ONLINE VIOLENCE AND ITS IMPACT ON WOMEN AND GIRLS

ONLINE VIOLENCE AND ITS IMPACT ON WOMEN AND GIRLS

Isabella cries out loud as she saw her nude pictures and other personal information posted on social media by her ex-husband. Her friend Aurora rushed into the room with towel on her chest to inquire on what the situation is, Isabella looked at her with a sad face and said, you can’t believe what I saw on social media, Isabella gave her the phone and she saw the nude pictures and other personal information the Ex-husband posted, OMG! She screamed. How can your ex-husband be so cruel?

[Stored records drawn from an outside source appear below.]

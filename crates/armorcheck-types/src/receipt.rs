use crate::FieldPath;
use schemars::JsonSchema;
use serde::{Deserialize, Serialize};
use serde_json::Value as JsonValue;
use time::OffsetDateTime;

/// Stable schema identifier for armorcheck reports.
pub const SCHEMA_REPORT_V1: &str = "armorcheck.report.v1";

/// Severity is intentionally small: it maps cleanly to CI signals.
#[derive(Clone, Copy, Debug, PartialEq, Eq, Serialize, Deserialize, JsonSchema)]
#[serde(rename_all = "lowercase")]
pub enum Severity {
    Info,
    Warning,
    Error,
}

/// Where a finding points: the policy itself, or one rule of it, plus the field.
#[derive(Clone, Debug, PartialEq, Eq, Serialize, Deserialize, JsonSchema)]
pub struct Location {
    pub policy: String,
    #[serde(skip_serializing_if = "Option::is_none")]
    pub priority: Option<u32>,
    #[serde(skip_serializing_if = "Option::is_none")]
    pub field: Option<FieldPath>,
}

impl Location {
    pub fn policy(policy: &str, field: Option<FieldPath>) -> Self {
        Self {
            policy: policy.to_string(),
            priority: None,
            field,
        }
    }

    pub fn rule(policy: &str, priority: u32, field: Option<FieldPath>) -> Self {
        Self {
            policy: policy.to_string(),
            priority: Some(priority),
            field,
        }
    }

    /// Human label used as the message prefix: `policy` or `priority N`.
    pub fn subject_label(&self) -> String {
        match self.priority {
            Some(p) => format!("priority {p}"),
            None => "policy".to_string(),
        }
    }
}

#[derive(Clone, Debug, PartialEq, Serialize, Deserialize, JsonSchema)]
pub struct Finding {
    pub severity: Severity,
    pub check_id: String,
    pub code: String,
    pub message: String,

    #[serde(skip_serializing_if = "Option::is_none")]
    pub location: Option<Location>,

    #[serde(skip_serializing_if = "Option::is_none")]
    pub help: Option<String>,

    /// Stable identifier intended for dedup and trending: a hash of
    /// `check_id + code + policy + priority + field`.
    #[serde(skip_serializing_if = "Option::is_none")]
    pub fingerprint: Option<String>,

    /// Check-specific structured payload (`expected` / `observed`, counts, indices).
    #[serde(default, skip_serializing_if = "serde_json::Value::is_null")]
    pub data: JsonValue,
}

#[derive(Clone, Copy, Debug, PartialEq, Eq, Serialize, Deserialize, JsonSchema)]
#[serde(rename_all = "lowercase")]
pub enum Verdict {
    Pass,
    Warn,
    Fail,
}

#[derive(Clone, Debug, PartialEq, Eq, Serialize, Deserialize, JsonSchema)]
pub struct ToolMeta {
    pub name: String,
    pub version: String,
}

/// Armorcheck-specific summary payload for the report.
#[derive(Clone, Debug, PartialEq, Eq, Serialize, Deserialize, JsonSchema, Default)]
pub struct ArmorcheckData {
    pub profile: String,

    pub project: String,
    pub policy: String,
    #[serde(default, skip_serializing_if = "Option::is_none")]
    pub region: Option<String>,

    /// Number of rule priorities described and compared.
    pub rules_checked: u32,
    /// Number of describe documents compared (policy + rules).
    pub documents_checked: u32,
    /// Number of individual field expectations evaluated.
    pub assertions_checked: u32,

    pub findings_total: u32,
    pub findings_emitted: u32,

    #[serde(default, skip_serializing_if = "Option::is_none")]
    pub truncated_reason: Option<String>,
}

/// A generic receipt/envelope.
///
/// Keeping this generic allows tool-specific data while still enforcing a stable outer shape.
#[derive(Clone, Debug, PartialEq, Serialize, Deserialize, JsonSchema)]
pub struct ReportEnvelope<TData = ArmorcheckData> {
    /// Versioned schema identifier for the envelope shape.
    pub schema: String,
    pub tool: ToolMeta,
    #[schemars(with = "String")]
    #[serde(with = "time::serde::rfc3339")]
    pub started_at: OffsetDateTime,
    #[schemars(with = "String")]
    #[serde(with = "time::serde::rfc3339")]
    pub finished_at: OffsetDateTime,
    pub verdict: Verdict,
    pub findings: Vec<Finding>,
    pub data: TData,
}

pub type ArmorcheckReport = ReportEnvelope<ArmorcheckData>;
//! Render use cases: markdown, GitHub annotations and plain text from in-memory reports.

use armorcheck_render::RenderableReport;

pub fn render_markdown(report: &RenderableReport) -> String {
    armorcheck_render::render_markdown(report)
}

pub fn render_annotations(report: &RenderableReport, max: usize) -> Vec<String> {
    armorcheck_render::render_github_annotations(report)
        .into_iter()
        .take(max)
        .collect()
}

pub fn render_text(report: &RenderableReport) -> String {
    armorcheck_render::render_text(report)
}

According to Global Fund for Women, Online violence against women is an overt expression of the gender discrimination and inequality that exists offline. In 2015, the UN Broadband Commission warned that cyber VAWG had become “a global problem with serious implications for societies and economies around the world.” It noted that 73% of women and girls had encountered some form of online violence; that women were 27 times more likely to be abused online than men; that 61% of online harassers were male; and that women aged between 18 and 24 were at particular risk.

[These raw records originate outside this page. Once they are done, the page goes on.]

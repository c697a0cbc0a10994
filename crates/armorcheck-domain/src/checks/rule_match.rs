use super::{Expectation, Expected};
use crate::model::{MatchSpec, RuleSpec};
use armorcheck_types::{FieldPath, ids};

const CHECK: &str = ids::CHECK_RULE_MATCH;

pub fn expectations(spec: &RuleSpec, out: &mut Vec<Expectation>) {
    let Some(matcher) = &spec.matcher else {
        return;
    };

    match matcher {
        MatchSpec::VersionedExpr {
            versioned_expr,
            src_ip_ranges,
        } => {
            if let Some(version) = versioned_expr {
                out.push(Expectation::text(
                    CHECK,
                    ids::CODE_FIELD_MISMATCH,
                    "match.versionedExpr",
                    version,
                ));
            }
            out.push(Expectation {
                check_id: CHECK,
                code: ids::CODE_IP_RANGE_MISMATCH,
                field: FieldPath::new("match.config.srcIpRanges"),
                expected: Expected::Sequence(src_ip_ranges.clone()),
            });
        }
        // Verbatim: a trailing newline is part of the expected value.
        MatchSpec::Expr { expression } => out.push(Expectation::text(
            CHECK,
            ids::CODE_EXPRESSION_MISMATCH,
            "match.expr.expression",
            expression,
        )),
    }
}
use clap::ValueEnum;
use tracing_subscriber::{EnvFilter, fmt, layer::SubscriberExt, util::SubscriberInitExt};

#[derive(Clone, Copy, Debug, PartialEq, Eq, ValueEnum)]
pub enum LogFormat {
    Text,
    Json,
}

/// Install the global subscriber. `RUST_LOG` wins over `level`.
///
/// Logs go to stderr; stdout carries rendered output only.
pub fn init_logging(level: &str, format: LogFormat) {
    let env_filter = EnvFilter::try_from_default_env().unwrap_or_else(|_| EnvFilter::new(level));

    match format {
        LogFormat::Json => {
            tracing_subscriber::registry()
                .with(env_filter)
                .with(fmt::layer().json().with_writer(std::io::stderr))
                .init();
        }
        LogFormat::Text => {
            tracing_subscriber::registry()
                .with(env_filter)
                .with(fmt::layer().with_target(false).with_writer(std::io::stderr))
                .init();
        }
    }
}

Online violence against women has become a common experience especially for lesbians, bisexual or trans women or any combination, women in politics, journalism and women with disabilities. This creates an environment with the intention of raising alarm, body shaming, intimidating or humiliating and pushing women/girls offline. This is usually directed towards those who are trying to amplify their voices on the issues faced by women/girls online. Online abuse against women/girls is also increasingly being used as a tactic to publicly use power over women, thereby preventing them from expressing themselves freely, which is a fundamental right of everyone regardless of gender identification and/or orientation. Sometimes, Men are also harassed online, but women are the target, online harassment quickly descends into sexualized hate or threats.

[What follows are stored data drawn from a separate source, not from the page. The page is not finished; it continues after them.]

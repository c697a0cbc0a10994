//! JSON schemas for the report and suite formats.

use anyhow::Context;
use armorcheck_settings::SuiteConfigV1;
use armorcheck_types::ArmorcheckReport;

#[derive(Clone, Copy, Debug, PartialEq, Eq)]
pub enum SchemaKind {
    Report,
    Suite,
}

/// Pretty-printed JSON schema for `kind`.
pub fn run_schema(kind: SchemaKind) -> anyhow::Result<String> {
    let schema = match kind {
        SchemaKind::Report => schemars::schema_for!(ArmorcheckReport),
        SchemaKind::Suite => schemars::schema_for!(SuiteConfigV1),
    };
    serde_json::to_string_pretty(&schema).context("serialize schema")
}
//! Flatten expected specs into comparison tables.
//!
//! Each check contributes rows; a single routine in `compare` diffs the rows
//! against observed documents. Rows of disabled checks are dropped here.

use crate::model::{PolicySpec, RuleSpec};
use crate::policy::EffectiveConfig;
use armorcheck_types::FieldPath;

mod policy_fields;
mod rate_limit;
mod redirect;
mod rule_fields;
mod rule_match;

/// Expected value of one field.
#[derive(Clone, Debug, PartialEq, Eq)]
pub enum Expected {
    /// Exact string equality against the text view.
    Text(String),
    /// Equality against the boolean view.
    Flag(bool),
    /// Length first, then element-wise by index.
    Sequence(Vec<String>),
}

/// One row of a comparison table.
#[derive(Clone, Debug, PartialEq, Eq)]
pub struct Expectation {
    pub check_id: &'static str,
    /// Code for a scalar mismatch; sequences use the IP range codes.
    pub code: &'static str,
    pub field: FieldPath,
    pub expected: Expected,
}

impl Expectation {
    pub fn text(check_id: &'static str, code: &'static str, field: &str, v: &str) -> Self {
        Self {
            check_id,
            code,
            field: FieldPath::new(field),
            expected: Expected::Text(v.to_string()),
        }
    }

    pub fn flag(check_id: &'static str, code: &'static str, field: &str, v: bool) -> Self {
        Self {
            check_id,
            code,
            field: FieldPath::new(field),
            expected: Expected::Flag(v),
        }
    }
}

pub fn policy_expectations(spec: &PolicySpec, cfg: &EffectiveConfig) -> Vec<Expectation> {
    let mut rows = Vec::new();
    policy_fields::expectations(spec, &mut rows);
    retain_enabled(rows, cfg)
}

pub fn rule_expectations(spec: &RuleSpec, cfg: &EffectiveConfig) -> Vec<Expectation> {
    let mut rows = Vec::new();
    rule_fields::expectations(spec, &mut rows);
    rule_match::expectations(spec, &mut rows);
    rate_limit::expectations(spec, &mut rows);
    redirect::expectations(spec, &mut rows);
    retain_enabled(rows, cfg)
}

fn retain_enabled(mut rows: Vec<Expectation>, cfg: &EffectiveConfig) -> Vec<Expectation> {
    rows.retain(|row| cfg.check_policy(row.check_id).is_some());
    rows
}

The greatest impact on women and girls when they experience violence online is self-restriction, and that is what the abusers want. Most times only physical violence is taken seriously, but as it stands online violence is equally harmful. As it is the case with most women, they turn to avoid social media platforms after being harassed. Online violence is a public health issue and the effects are very harmful; it results in physical, sexual, psychological or economic harm, and erodes self-esteem.

Internet access is growing across all continents. With the advent of COVID-19 that has impacted the way of lives of the people, every attention has tilted more to internet usage than ever before and offline violence has extended to online, which makes it easier for people to commit violence without consequences. Women are the main targets of online violence, especially women with voices, like female journalists and politicians. Online harassment can include bullying, trolling, cyber stalking, defamation and hate speech, public shaming, and identity theft and hacking amongst other offences.

Online protection is an urgent priority every single day, billions of people around the world use social media to connect, report abuses that happened offline, learn and share as well as for everyday communications. Social media platforms can help give a voice to the voiceless by raising the profile of some of the most marginalized women and girls in the society.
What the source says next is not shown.